What you are asked to do: For every line in the material below that holds "derive", report the line.

Data listing:
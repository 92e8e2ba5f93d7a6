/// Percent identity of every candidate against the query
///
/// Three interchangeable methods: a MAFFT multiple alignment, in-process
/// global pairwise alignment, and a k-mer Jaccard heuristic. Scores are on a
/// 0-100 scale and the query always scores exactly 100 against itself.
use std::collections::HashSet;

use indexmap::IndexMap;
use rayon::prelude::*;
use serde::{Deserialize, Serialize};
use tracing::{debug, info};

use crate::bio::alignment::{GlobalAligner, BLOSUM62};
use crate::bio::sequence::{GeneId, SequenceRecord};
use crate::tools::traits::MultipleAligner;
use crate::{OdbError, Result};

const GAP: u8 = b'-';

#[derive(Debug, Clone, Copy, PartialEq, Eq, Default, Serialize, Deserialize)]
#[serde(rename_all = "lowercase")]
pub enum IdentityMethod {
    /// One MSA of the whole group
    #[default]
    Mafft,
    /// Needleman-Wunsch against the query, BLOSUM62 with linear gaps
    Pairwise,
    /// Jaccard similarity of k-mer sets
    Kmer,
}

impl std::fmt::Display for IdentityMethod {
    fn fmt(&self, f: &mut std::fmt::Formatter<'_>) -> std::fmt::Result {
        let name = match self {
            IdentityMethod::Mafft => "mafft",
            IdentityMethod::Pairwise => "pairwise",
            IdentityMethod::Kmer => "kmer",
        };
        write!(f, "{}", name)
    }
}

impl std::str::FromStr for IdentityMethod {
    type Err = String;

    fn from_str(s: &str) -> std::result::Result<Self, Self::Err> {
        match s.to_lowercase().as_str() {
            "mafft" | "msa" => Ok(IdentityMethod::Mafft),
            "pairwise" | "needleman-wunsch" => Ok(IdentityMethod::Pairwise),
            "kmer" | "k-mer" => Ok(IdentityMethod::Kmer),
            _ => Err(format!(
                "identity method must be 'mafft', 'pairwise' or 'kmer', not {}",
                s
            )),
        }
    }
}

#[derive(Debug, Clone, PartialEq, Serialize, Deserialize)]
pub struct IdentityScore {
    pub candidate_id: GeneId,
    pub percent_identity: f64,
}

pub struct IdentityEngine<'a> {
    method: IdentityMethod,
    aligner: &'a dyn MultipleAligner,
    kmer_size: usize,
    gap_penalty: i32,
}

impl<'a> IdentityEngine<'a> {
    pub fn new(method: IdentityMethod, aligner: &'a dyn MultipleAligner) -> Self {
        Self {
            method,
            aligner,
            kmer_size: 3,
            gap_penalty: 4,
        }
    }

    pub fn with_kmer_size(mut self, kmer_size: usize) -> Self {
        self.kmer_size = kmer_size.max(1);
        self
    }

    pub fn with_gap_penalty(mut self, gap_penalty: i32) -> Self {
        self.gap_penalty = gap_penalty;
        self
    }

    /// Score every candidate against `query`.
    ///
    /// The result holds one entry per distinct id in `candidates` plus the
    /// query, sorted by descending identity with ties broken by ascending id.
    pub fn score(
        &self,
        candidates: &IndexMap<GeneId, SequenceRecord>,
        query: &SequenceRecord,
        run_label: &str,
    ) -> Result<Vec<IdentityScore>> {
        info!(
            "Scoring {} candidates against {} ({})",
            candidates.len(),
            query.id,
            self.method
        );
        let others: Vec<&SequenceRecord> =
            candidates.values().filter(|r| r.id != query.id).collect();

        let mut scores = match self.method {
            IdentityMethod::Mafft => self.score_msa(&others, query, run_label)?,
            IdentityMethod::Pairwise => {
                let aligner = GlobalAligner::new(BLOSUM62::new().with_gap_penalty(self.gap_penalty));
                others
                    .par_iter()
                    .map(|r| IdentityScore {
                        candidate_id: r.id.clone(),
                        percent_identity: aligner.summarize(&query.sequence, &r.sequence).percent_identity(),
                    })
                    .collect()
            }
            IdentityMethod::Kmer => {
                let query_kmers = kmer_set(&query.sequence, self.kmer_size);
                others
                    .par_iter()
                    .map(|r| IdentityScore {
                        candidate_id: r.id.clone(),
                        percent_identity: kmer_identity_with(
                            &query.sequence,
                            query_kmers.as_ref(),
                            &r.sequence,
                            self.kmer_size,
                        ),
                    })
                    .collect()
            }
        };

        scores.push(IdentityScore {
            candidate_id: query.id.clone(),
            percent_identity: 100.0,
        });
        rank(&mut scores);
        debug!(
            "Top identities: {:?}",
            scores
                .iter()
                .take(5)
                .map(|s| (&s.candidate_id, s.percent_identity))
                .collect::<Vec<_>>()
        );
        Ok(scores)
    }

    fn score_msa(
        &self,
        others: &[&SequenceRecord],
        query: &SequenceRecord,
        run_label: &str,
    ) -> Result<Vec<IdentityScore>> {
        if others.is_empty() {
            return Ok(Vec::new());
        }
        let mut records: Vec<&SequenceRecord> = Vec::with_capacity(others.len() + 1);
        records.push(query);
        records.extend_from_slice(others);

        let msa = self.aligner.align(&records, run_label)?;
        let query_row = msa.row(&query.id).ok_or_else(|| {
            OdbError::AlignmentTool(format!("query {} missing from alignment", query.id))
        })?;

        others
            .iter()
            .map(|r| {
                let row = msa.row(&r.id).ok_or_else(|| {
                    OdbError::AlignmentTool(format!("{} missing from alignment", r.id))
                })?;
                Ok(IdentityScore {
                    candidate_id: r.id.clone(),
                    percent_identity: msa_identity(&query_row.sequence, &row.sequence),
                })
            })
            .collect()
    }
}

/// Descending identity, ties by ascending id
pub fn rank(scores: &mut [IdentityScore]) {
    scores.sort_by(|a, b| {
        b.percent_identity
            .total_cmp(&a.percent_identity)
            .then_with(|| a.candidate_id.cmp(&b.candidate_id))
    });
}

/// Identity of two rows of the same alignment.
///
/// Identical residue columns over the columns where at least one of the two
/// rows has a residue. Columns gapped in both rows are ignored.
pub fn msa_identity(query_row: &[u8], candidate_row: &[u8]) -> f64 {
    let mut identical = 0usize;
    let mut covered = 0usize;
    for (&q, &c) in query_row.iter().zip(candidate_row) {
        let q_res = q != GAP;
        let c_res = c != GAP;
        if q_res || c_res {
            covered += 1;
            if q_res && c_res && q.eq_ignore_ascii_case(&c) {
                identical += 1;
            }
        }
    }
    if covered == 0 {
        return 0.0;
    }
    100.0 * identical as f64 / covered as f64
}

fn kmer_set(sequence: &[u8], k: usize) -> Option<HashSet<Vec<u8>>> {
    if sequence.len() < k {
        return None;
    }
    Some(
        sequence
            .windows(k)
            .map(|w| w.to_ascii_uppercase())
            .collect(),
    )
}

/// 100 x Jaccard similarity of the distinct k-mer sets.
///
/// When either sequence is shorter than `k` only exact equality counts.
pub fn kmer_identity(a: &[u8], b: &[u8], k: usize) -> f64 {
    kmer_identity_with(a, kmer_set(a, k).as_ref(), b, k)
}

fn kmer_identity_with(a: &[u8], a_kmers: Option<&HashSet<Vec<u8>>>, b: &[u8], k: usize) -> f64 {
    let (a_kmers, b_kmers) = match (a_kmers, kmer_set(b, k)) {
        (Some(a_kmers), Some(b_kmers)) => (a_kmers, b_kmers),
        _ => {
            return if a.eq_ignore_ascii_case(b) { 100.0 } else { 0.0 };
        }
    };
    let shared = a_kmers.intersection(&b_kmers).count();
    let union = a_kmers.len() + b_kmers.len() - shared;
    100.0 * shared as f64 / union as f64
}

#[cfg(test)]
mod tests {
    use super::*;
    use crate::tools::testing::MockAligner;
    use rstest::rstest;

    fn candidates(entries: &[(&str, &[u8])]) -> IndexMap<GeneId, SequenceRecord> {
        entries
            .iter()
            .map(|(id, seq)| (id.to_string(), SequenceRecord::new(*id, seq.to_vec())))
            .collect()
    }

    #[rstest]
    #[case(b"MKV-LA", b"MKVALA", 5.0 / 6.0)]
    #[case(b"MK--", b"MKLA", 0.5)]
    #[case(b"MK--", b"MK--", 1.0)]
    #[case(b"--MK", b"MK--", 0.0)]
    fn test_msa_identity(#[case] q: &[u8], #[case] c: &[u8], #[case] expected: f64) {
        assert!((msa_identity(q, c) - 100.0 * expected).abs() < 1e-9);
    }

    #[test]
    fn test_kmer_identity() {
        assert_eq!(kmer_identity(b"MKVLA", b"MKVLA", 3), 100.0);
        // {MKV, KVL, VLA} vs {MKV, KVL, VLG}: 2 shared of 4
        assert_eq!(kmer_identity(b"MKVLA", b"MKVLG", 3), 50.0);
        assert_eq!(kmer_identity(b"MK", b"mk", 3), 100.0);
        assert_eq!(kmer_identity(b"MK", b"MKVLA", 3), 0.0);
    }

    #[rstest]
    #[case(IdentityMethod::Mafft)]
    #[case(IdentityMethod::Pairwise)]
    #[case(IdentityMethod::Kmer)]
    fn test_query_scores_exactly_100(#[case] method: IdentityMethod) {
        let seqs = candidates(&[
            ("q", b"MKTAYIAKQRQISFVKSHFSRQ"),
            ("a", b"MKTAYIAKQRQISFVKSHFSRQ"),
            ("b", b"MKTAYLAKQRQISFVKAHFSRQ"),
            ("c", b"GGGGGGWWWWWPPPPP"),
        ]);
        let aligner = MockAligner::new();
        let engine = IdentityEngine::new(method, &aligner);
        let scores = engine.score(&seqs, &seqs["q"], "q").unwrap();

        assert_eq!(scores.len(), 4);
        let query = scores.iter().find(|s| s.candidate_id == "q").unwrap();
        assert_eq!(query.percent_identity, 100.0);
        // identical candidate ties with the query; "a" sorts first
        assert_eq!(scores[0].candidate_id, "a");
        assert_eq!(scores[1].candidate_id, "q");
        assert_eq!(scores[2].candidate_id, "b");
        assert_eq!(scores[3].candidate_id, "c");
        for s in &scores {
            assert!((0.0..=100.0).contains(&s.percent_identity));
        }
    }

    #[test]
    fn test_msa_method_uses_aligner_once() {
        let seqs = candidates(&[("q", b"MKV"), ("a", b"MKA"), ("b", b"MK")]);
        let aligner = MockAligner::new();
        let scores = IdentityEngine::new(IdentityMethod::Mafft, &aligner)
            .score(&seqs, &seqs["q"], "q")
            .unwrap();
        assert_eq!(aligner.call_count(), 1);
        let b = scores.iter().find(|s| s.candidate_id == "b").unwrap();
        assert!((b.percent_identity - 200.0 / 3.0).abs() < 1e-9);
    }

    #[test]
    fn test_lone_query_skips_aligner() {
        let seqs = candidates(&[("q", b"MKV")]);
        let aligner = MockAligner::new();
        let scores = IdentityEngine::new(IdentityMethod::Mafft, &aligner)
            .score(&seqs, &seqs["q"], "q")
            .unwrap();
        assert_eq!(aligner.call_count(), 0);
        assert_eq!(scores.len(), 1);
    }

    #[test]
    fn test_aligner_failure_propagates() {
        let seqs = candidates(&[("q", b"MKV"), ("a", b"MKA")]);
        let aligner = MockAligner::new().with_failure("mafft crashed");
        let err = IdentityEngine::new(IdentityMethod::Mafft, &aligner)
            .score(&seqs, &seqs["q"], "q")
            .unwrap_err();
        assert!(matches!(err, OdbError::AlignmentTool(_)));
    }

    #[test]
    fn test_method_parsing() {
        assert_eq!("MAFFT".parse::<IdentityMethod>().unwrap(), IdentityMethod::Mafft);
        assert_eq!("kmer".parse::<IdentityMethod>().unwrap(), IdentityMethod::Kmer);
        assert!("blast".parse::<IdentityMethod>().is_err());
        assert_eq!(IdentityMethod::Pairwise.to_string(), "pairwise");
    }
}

Written solution:
#[derive(Debug, Clone, Copy, PartialEq, Eq, Default, Serialize, Deserialize)]
#[derive(Debug, Clone, PartialEq, Serialize, Deserialize)]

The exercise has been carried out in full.